Okay, I'll give you this--he's deeply distressed at their stubborn hearts; but just the same, it's impossible to say that this entire show is meant to heal the handicapped.  What's going on here is Jesus's wanting to stick a sharp stick in the eyes of the Pharisees.

And what happens?--things get worse.  The church Nazis cozy up to the state Nazis, draw them into diabolical partnership.  Why?  Because they hated this rude, young medicine man, sure--but also because he deliberately twisted their theological cranks.  He took 'em on.  He rankled their righteousness.  He taunted them, yodeled at their power.

And he did so while he amassed his own following, because what happens thereafter is more little people start flocking to him, like sheep, especially those with withered whatevers.  They'd seen what he'd done to their buddy.  He healed them too, but then--for whatever reason--he tells them that mum's the word.  Imagine that--you've had a club foot forever, Jesus heals it, and then whispers, smilingly, "Promise me you won't tell a soul."  Is he crazy? 



Well, yes, or so his parents thought.  All this Christmasy-Mary-and-the-babe stuff?  all that pondering in her heart and singing beautiful hymns in the barn?  Her kid gets to be a teenager, and she's all, "the kid is, like, out of control."


Then Jesus entered a house, and again a crowd gathered, so that he and his disciples were not even able to eat.  When his family heard about this, they went to take charge of him for they said, "He is out of his mind."

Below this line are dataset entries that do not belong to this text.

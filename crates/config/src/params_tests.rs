// SPDX-License-Identifier: BUSL-1.1
// Copyright (c) 2026 Alfred Jean LLC

use super::*;

fn params(pairs: &[(&str, Value)]) -> IndexMap<String, Value> {
    pairs.iter().map(|(k, v)| (k.to_string(), v.clone())).collect()
}

#[test]
fn underscores_become_hyphens() {
    let args = params_as_cli_args(&params(&[(
        "batch_size",
        Value::Number(32.into()),
    )]));
    assert_eq!(args, vec!["--batch-size 32"]);
}

#[test]
fn true_bool_is_a_bare_flag() {
    let args = params_as_cli_args(&params(&[("verbose", Value::Bool(true))]));
    assert_eq!(args, vec!["--verbose"]);
}

#[test]
fn false_bool_is_omitted() {
    let args = params_as_cli_args(&params(&[("verbose", Value::Bool(false))]));
    assert!(args.is_empty());
}

#[test]
fn strings_are_shell_quoted() {
    let args = params_as_cli_args(&params(&[(
        "prefix",
        Value::String("Hello: ".to_string()),
    )]));
    assert_eq!(args, vec!["--prefix 'Hello: '"]);
}

#[test]
fn embedded_single_quotes_are_escaped() {
    let args = params_as_cli_args(&params(&[(
        "label",
        Value::String("it's".to_string()),
    )]));
    assert_eq!(args, vec![r"--label 'it'\''s'"]);
}

#[test]
fn sequences_repeat_the_flag() {
    let args = params_as_cli_args(&params(&[(
        "tag",
        Value::Sequence(vec![
            Value::String("a".to_string()),
            Value::String("b".to_string()),
        ]),
    )]));
    assert_eq!(args, vec!["--tag 'a'", "--tag 'b'"]);
}

#[test]
fn declaration_order_is_preserved() {
    let args = params_as_cli_args(&params(&[
        ("zeta", Value::Number(1.into())),
        ("alpha", Value::Number(2.into())),
    ]));
    assert_eq!(args, vec!["--zeta 1", "--alpha 2"]);
}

Can you blame them?  That's Mary, the virgin, remember--or else Joseph the selfless, right?  On the night of the bright stars, that child in the manger was gorgeously divine; but lo, these few years later, the whole dysfunctional family needs Dr. Phil.  He's out of his mind," Mom told a Galilean newspaper.  "Seriously."

"Forget them!" Jesus tells his discplines when he reads the account.  "Who is my father and mother anyway?"  That's what he says.  Something to the effect of "I could care less."

Then he looked at those seated in a circle around him and said, "Here are my mother and my brothers!  Whoever does God's will is my brother and sister and mother."

Gingrich-sized ego.  You'd think his mom and dad were Pharisees.  The kid deserves in a smack down.  

I don't know.  Sometimes when you read the Bible, you wonder what on earth is going on.

But then you get to know that you don't know.

Sometimes, I suppose, that's where faith begins.

1 comment:

Anonymous said...

Oh! It's not about Me, it's about WE? Wee little me.